The FAI announced in 2018 that it would explore revisiting the definition and perhaps move the line down to 80 kilometers. Other bodies, like the United States Air Force and NASA, already recognize a lower 50-mile boundary.
So how does this break down for each of the companies?
SpaceX — There’s little question that SpaceX has made it to space. It completed its first crewed mission to the International Space Station, around 250 miles altitude, in May 2020. Of the three, it is the only one capable of orbital flights.
Blue Origin — Blue Origin’s planned crewed flight, on July 20, will send up the New Shepard rocket from the firm’s West Texas facility. A crew capsule will fly to just over 62 miles altitude before returning to Earth. The capsule will move past the 62-mile mark for around 10 minutes. In its January 2021 test, the firm’s capsule reached a maximum altitude of 66 miles.
Virgin Galactic — Virgin Galactic will use the VMS Eve aircraft to lift the VSS Unity spacecraft. The trip will last for around two hours in total, during which the passengers will experience several minutes of weightlessness. In a May 22 flight, the ship reached a maximum altitude of 55.45 miles.

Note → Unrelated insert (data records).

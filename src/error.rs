//! Error types for trueno-treeviz operations.

use std::io;
use std::path::PathBuf;
use thiserror::Error;

/// Result type alias using [`Error`].
pub type Result<T> = std::result::Result<T, Error>;

/// Errors that can occur while rendering a decision tree.
///
/// Every variant is fatal for the render call that produced it; no partial
/// document is ever returned.
#[derive(Error, Debug)]
pub enum Error {
    /// The model has no usable tree structure (not fitted, or malformed).
    #[error("Invalid model: {0}")]
    InvalidModel(String),

    /// Two inputs that must agree in size do not.
    #[error("Shape mismatch for {what}: expected {expected}, got {actual}")]
    ShapeMismatch {
        /// Which quantity disagreed (e.g. "target rows").
        what: &'static str,
        /// Size implied by the reference input.
        expected: usize,
        /// Size actually supplied.
        actual: usize,
    },

    /// The classifier has more classes than the calibration tables cover.
    #[error("Unsupported class count: {0} (supported: 2..=10)")]
    UnsupportedClassCount(usize),

    /// The traced instance vector does not have one value per feature.
    #[error("Instance vector has {actual} values, model expects {expected} features")]
    TraceVectorLengthMismatch {
        /// Number of model features.
        expected: usize,
        /// Length of the supplied vector.
        actual: usize,
    },

    /// Empty training data provided.
    #[error("Empty training data provided")]
    EmptyData,

    /// A classifier target is not an integral class label.
    #[error("Invalid class label {value} at target row {index}")]
    InvalidTarget {
        /// Row index of the offending target.
        index: usize,
        /// The target value.
        value: f32,
    },

    /// No display name is available for a class label.
    #[error("Missing class name for class {0}")]
    MissingClassName(i64),

    /// I/O error while writing or reading node artifacts.
    #[error("I/O error: {0}")]
    Io(#[from] io::Error),

    /// An artifact's SVG header could not be parsed for its dimensions.
    #[error("Unreadable artifact metadata in {}: {reason}", path.display())]
    ArtifactMetadata {
        /// Artifact file.
        path: PathBuf,
        /// What was missing or malformed.
        reason: String,
    },

    /// Render configuration could not be parsed.
    #[error("Configuration error at line {line}: {message}")]
    ConfigParse {
        /// Line number where the error occurred (1-indexed, 0 if unknown).
        line: usize,
        /// Parser message.
        message: String,
    },
}
//! Per-node statistical plots.
//!
//! Each plot type is a builder producing an [`SvgEncoder`](crate::output::SvgEncoder).
//! [`NodeRenderer`] holds the state shared by every image of one render
//! (class colors, axis ranges, node heights) and writes the images to disk.

mod axes;
mod class_leaf;
mod class_split;
mod legend;
mod regr_leaf;
mod regr_split;

use std::collections::BTreeMap;

use crate::artifact::{Artifact, ArtifactDir};
use crate::color::{class_palette, Rgba, UNOBSERVED_CLASS_COLOR};
use crate::config::RenderConfig;
use crate::data::{mean, select, value_range};
use crate::error::Result;
use crate::sizing::{bin_count, leaf_disk_size, prop_size};
use crate::tree::{ModelKind, ShadowNode, ShadowTree, TreeModel};

pub(crate) use axes::fixed;
pub use class_leaf::ClassLeafPie;
pub use class_split::{ClassSplitHistogram, CLASS_SPLIT_HEIGHT_RANGE, CLASS_SPLIT_WIDTH};
pub use legend::{LegendSwatch, LEGEND_SWATCH_SIZE};
pub use regr_leaf::{RegrLeafStrip, REGR_LEAF_SIZE};
pub use regr_split::{RegrSplitScatter, REGR_SPLIT_SIZE};

/// Writes the image of every node of one shadow tree.
#[derive(Debug)]
pub struct NodeRenderer<'r, 'a, M: TreeModel + ?Sized> {
    shadow: &'r ShadowTree<'a, M>,
    artifacts: &'r ArtifactDir,
    config: &'r RenderConfig,
    target_name: &'r str,
    class_colors: BTreeMap<i64, Rgba>,
    node_heights: BTreeMap<usize, usize>,
    leaf_counts: Vec<usize>,
    y_range: (f32, f32),
}

impl<'r, 'a, M: TreeModel + ?Sized> NodeRenderer<'r, 'a, M> {
    /// Fix colors, bins and axis ranges for the whole tree.
    ///
    /// # Errors
    ///
    /// Returns [`crate::Error::UnsupportedClassCount`] for classifiers outside
    /// the calibrated class counts.
    pub fn new(
        shadow: &'r ShadowTree<'a, M>,
        artifacts: &'r ArtifactDir,
        config: &'r RenderConfig,
        target_name: &'r str,
    ) -> Result<Self> {
        let (class_colors, node_heights) = match shadow.kind() {
            ModelKind::Classifier(info) => {
                let palette = class_palette(info.n_classes())?;
                let nbins = bin_count(config.histtype, info.n_classes())?;
                let colors = info
                    .unique_target_values()
                    .iter()
                    .zip(palette)
                    .map(|(&v, &c)| (v, c))
                    .collect();
                (colors, shadow.split_node_heights(nbins))
            }
            ModelKind::Regressor => (BTreeMap::new(), BTreeMap::new()),
        };

        let y_range = value_range(shadow.y_train()).map_or((0.0, 1.0), |(lo, hi)| (lo * 1.03, hi * 1.03));

        Ok(Self {
            shadow,
            artifacts,
            config,
            target_name,
            class_colors,
            node_heights,
            leaf_counts: shadow.leaf_sample_counts(),
            y_range,
        })
    }

    /// Color of each observed class label.
    #[must_use]
    pub fn class_colors(&self) -> &BTreeMap<i64, Rgba> {
        &self.class_colors
    }

    /// Color of each model value column, looked up through its class label.
    /// Labels absent from the training targets get [`UNOBSERVED_CLASS_COLOR`].
    fn column_colors(&self, classes: &[i64], columns: usize) -> Vec<Rgba> {
        (0..columns)
            .map(|i| {
                let label = classes.get(i).copied().unwrap_or(i as i64);
                self.class_colors.get(&label).copied().unwrap_or(UNOBSERVED_CLASS_COLOR)
            })
            .collect()
    }

    /// Target axis range shared by every regressor plot.
    #[must_use]
    pub fn y_range(&self) -> (f32, f32) {
        self.y_range
    }

    /// Leaf disk diameter in inches.
    #[must_use]
    pub fn leaf_size(&self, node: &ShadowNode) -> f32 {
        leaf_disk_size(node.nsamples(), &self.leaf_counts)
    }

    /// Image of an internal node. `highlighted` nodes also mark the traced
    /// instance's feature value when an instance is configured.
    ///
    /// # Errors
    ///
    /// Returns I/O and metadata errors from writing the image.
    pub fn split(&self, node: &ShadowNode, highlighted: bool) -> Result<Artifact> {
        let (Some(feature), Some(threshold)) = (node.feature(), node.split()) else {
            return self.leaf(node);
        };
        let x = self.shadow.x_train();
        let range = x.column_range(feature).unwrap_or((0.0, 0.0));
        let name = self.shadow.feature_name(feature);
        let instance_value = if highlighted {
            self.config.instance.as_ref().and_then(|inst| inst.get(feature).copied())
        } else {
            None
        };

        let svg = match self.shadow.kind() {
            ModelKind::Classifier(info) => {
                let heights: Vec<f32> = self.node_heights.values().map(|&h| h as f32).collect();
                let own = self.node_heights.get(&node.id()).copied().unwrap_or(0) as f32;
                let mut hist = ClassSplitHistogram::new(name)
                    .range(range.0, range.1)
                    .bins(bin_count(self.config.histtype, info.n_classes())?)
                    .histtype(self.config.histtype)
                    .split(threshold)
                    .precision(self.config.precision)
                    .highlight(instance_value)
                    .height_inches(prop_size(own, &heights, CLASS_SPLIT_HEIGHT_RANGE));
                for (&class, &color) in &self.class_colors {
                    let values = node
                        .samples()
                        .iter()
                        .filter(|&&r| info.label(r) == class)
                        .map(|&r| x.get(r, feature))
                        .collect();
                    hist = hist.class_values(values, color);
                }
                hist.build()?.to_svg()
            }
            ModelKind::Regressor => {
                let y = self.shadow.y_train();
                let (left, right) = self.shadow.split_samples(node).unwrap_or((&[][..], &[][..]));
                let y_label = (node.id() == self.shadow.root().id()).then_some(self.target_name);
                RegrSplitScatter::new(name)
                    .points(&x.column_subset(feature, node.samples()), &select(y, node.samples()))
                    .x_range(range.0, range.1)
                    .y_range(self.y_range.0, self.y_range.1)
                    .split(threshold)
                    .child_means(mean(&select(y, left)), mean(&select(y, right)))
                    .y_label(y_label)
                    .precision(self.config.precision)
                    .highlight(instance_value)
                    .build()?
                    .to_svg()
            }
        };
        self.artifacts.write(self.artifacts.node_path(node.id()), &svg)
    }

    /// Image of a leaf.
    ///
    /// # Errors
    ///
    /// Returns I/O and metadata errors from writing the image, or
    /// [`crate::Error::EmptyData`] for a regressor leaf no training row reaches.
    pub fn leaf(&self, node: &ShadowNode) -> Result<Artifact> {
        let svg = match self.shadow.kind() {
            ModelKind::Classifier(info) => ClassLeafPie::new()
                .counts(node.value(), &self.column_colors(info.classes(), node.value().len()))
                .size_inches(self.leaf_size(node))
                .label(format!("n={}", node.nsamples()))
                .build()?
                .to_svg(),
            ModelKind::Regressor => RegrLeafStrip::new(&select(self.shadow.y_train(), node.samples()))
                .y_range(self.y_range.0, self.y_range.1)
                .target_name(self.target_name)
                .precision(self.config.precision)
                .seed(node.id() as u64)
                .build()?
                .to_svg(),
        };
        self.artifacts.write(self.artifacts.node_path(node.id()), &svg)
    }

    /// One swatch per observed class, in label order. Empty for regressors.
    ///
    /// # Errors
    ///
    /// Returns I/O and metadata errors from writing the images.
    pub fn legend(&self) -> Result<Vec<Artifact>> {
        self.class_colors
            .values()
            .enumerate()
            .map(|(i, &color)| {
                self.artifacts
                    .write(self.artifacts.legend_path(i), &LegendSwatch::new(color).to_svg())
            })
            .collect()
    }
}

#[cfg(test)]
mod tests {
    use super::*;
    use crate::artifact::svg_shape;
    use crate::data::FeatureMatrix;
    use crate::tree::{TreeBuilder, TreeKind};

    fn classifier_fixture() -> (crate::tree::FittedTree, FeatureMatrix, Vec<f32>) {
        let x = FeatureMatrix::from_rows(&[[1.0], [2.0], [3.0], [4.0], [5.0], [6.0]]).unwrap();
        let y = vec![0.0, 0.0, 0.0, 1.0, 1.0, 2.0];
        let mut b = TreeBuilder::new(TreeKind::Classifier { n_classes: 3 }, 1);
        b.add_split(0, 3.5, 1, 2, vec![3.0, 2.0, 1.0]);
        b.add_leaf(vec![3.0, 0.0, 0.0]);
        b.add_leaf(vec![0.0, 2.0, 1.0]);
        (b.build(), x, y)
    }

    #[test]
    fn test_classifier_images() {
        let (model, x, y) = classifier_fixture();
        let shadow = ShadowTree::new(&model, &x, &y, &["f"]).unwrap();
        let dir = tempfile::tempdir().unwrap();
        let artifacts = ArtifactDir::new(dir.path()).unwrap();
        let config = RenderConfig::default();
        let renderer = NodeRenderer::new(&shadow, &artifacts, &config, "species").unwrap();

        assert_eq!(renderer.class_colors().len(), 3);
        let split = renderer.split(shadow.root(), false).unwrap();
        assert_eq!(split.path, dir.path().join("node0.svg"));
        assert_eq!(svg_shape(&split.path).unwrap(), (split.width, split.height));

        let leaf = renderer.leaf(shadow.node(2)).unwrap();
        let content = std::fs::read_to_string(leaf.path).unwrap();
        assert_eq!(content.matches("<path").count(), 2);

        let legend = renderer.legend().unwrap();
        assert_eq!(legend.len(), 3);
        assert!(dir.path().join("legend2.svg").exists());
    }

    #[test]
    fn test_leaf_pie_matches_legend_when_a_class_is_unobserved() {
        let x = FeatureMatrix::from_rows(&[[1.0], [2.0], [3.0], [4.0]]).unwrap();
        let y = vec![0.0, 0.0, 2.0, 2.0];
        let mut b = TreeBuilder::new(TreeKind::Classifier { n_classes: 3 }, 1);
        b.add_split(0, 2.5, 1, 2, vec![2.0, 0.0, 2.0]);
        b.add_leaf(vec![2.0, 0.0, 0.0]);
        b.add_leaf(vec![0.0, 0.0, 2.0]);
        let model = b.build();
        let shadow = ShadowTree::new(&model, &x, &y, &["f"]).unwrap();
        let dir = tempfile::tempdir().unwrap();
        let artifacts = ArtifactDir::new(dir.path()).unwrap();
        let config = RenderConfig::default();
        let renderer = NodeRenderer::new(&shadow, &artifacts, &config, "t").unwrap();

        let class2 = renderer.class_colors()[&2].to_hex();
        let legend = renderer.legend().unwrap();
        let swatch = std::fs::read_to_string(&legend[1].path).unwrap();
        assert!(swatch.contains(&class2));

        let leaf = renderer.leaf(shadow.node(2)).unwrap();
        let pie = std::fs::read_to_string(&leaf.path).unwrap();
        assert!(pie.contains(&class2), "{pie}");

        let leaf = renderer.leaf(shadow.node(1)).unwrap();
        let pie = std::fs::read_to_string(&leaf.path).unwrap();
        assert!(pie.contains(&renderer.class_colors()[&0].to_hex()));
    }

    #[test]
    fn test_unsupported_class_count() {
        let x = FeatureMatrix::from_rows(&[[1.0]]).unwrap();
        let mut b = TreeBuilder::new(TreeKind::Classifier { n_classes: 11 }, 1);
        b.add_leaf(vec![1.0; 11]);
        let model = b.build();
        let shadow = ShadowTree::new(&model, &x, &[0.0], &["f"]).unwrap();
        let dir = tempfile::tempdir().unwrap();
        let artifacts = ArtifactDir::new(dir.path()).unwrap();
        let config = RenderConfig::default();
        assert!(matches!(
            NodeRenderer::new(&shadow, &artifacts, &config, "t"),
            Err(crate::Error::UnsupportedClassCount(11))
        ));
    }

    #[test]
    fn test_regressor_images_and_y_range() {
        let x = FeatureMatrix::from_rows(&[[1.0], [2.0], [3.0], [4.0]]).unwrap();
        let y = [10.0, 12.0, 30.0, 100.0];
        let mut b = TreeBuilder::new(TreeKind::Regressor, 1);
        b.add_split(0, 2.5, 1, 2, vec![38.0]);
        b.add_leaf(vec![11.0]);
        b.add_leaf(vec![65.0]);
        let model = b.build();
        let shadow = ShadowTree::new(&model, &x, &y, &["rm"]).unwrap();
        let dir = tempfile::tempdir().unwrap();
        let artifacts = ArtifactDir::new(dir.path()).unwrap();
        let config = RenderConfig::default().instance(vec![3.0]);
        let renderer = NodeRenderer::new(&shadow, &artifacts, &config, "price").unwrap();

        let (lo, hi) = renderer.y_range();
        assert!((lo - 10.3).abs() < 1e-3);
        assert!((hi - 103.0).abs() < 1e-3);

        let split = renderer.split(shadow.root(), true).unwrap();
        let content = std::fs::read_to_string(&split.path).unwrap();
        assert!(content.contains(">price</text>"));
        assert!(content.contains("#D67C03"));

        let leaf = renderer.leaf(shadow.node(1)).unwrap();
        let content = std::fs::read_to_string(&leaf.path).unwrap();
        assert!(content.contains(">price=11.0</text>"));
        assert!(renderer.legend().unwrap().is_empty());
    }
}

That draws into question whether Virgin Galactic will make it to space.
The flight is expected to follow a similar pattern to previous trips, with the main difference being that Branson will be testing the private astronaut experience. That means the founder will be looking to see what it’s like to ride in the cabin, the experience of the weightlessness, and what it’s like to witness Earth from that perspective.
For now, the question of whether Virgin Galactic will make it to space depends on who you ask.
Virgin Galactic flight: how to watch
Watching along is easy. Fans will be invited to follow along with a livestream, expected to start at 9 a.m. Eastern time.
Viewers can watch in any of these locations:
Whether Virgin Galactic goes to space or not, it’s sure to be an impressive spectacle.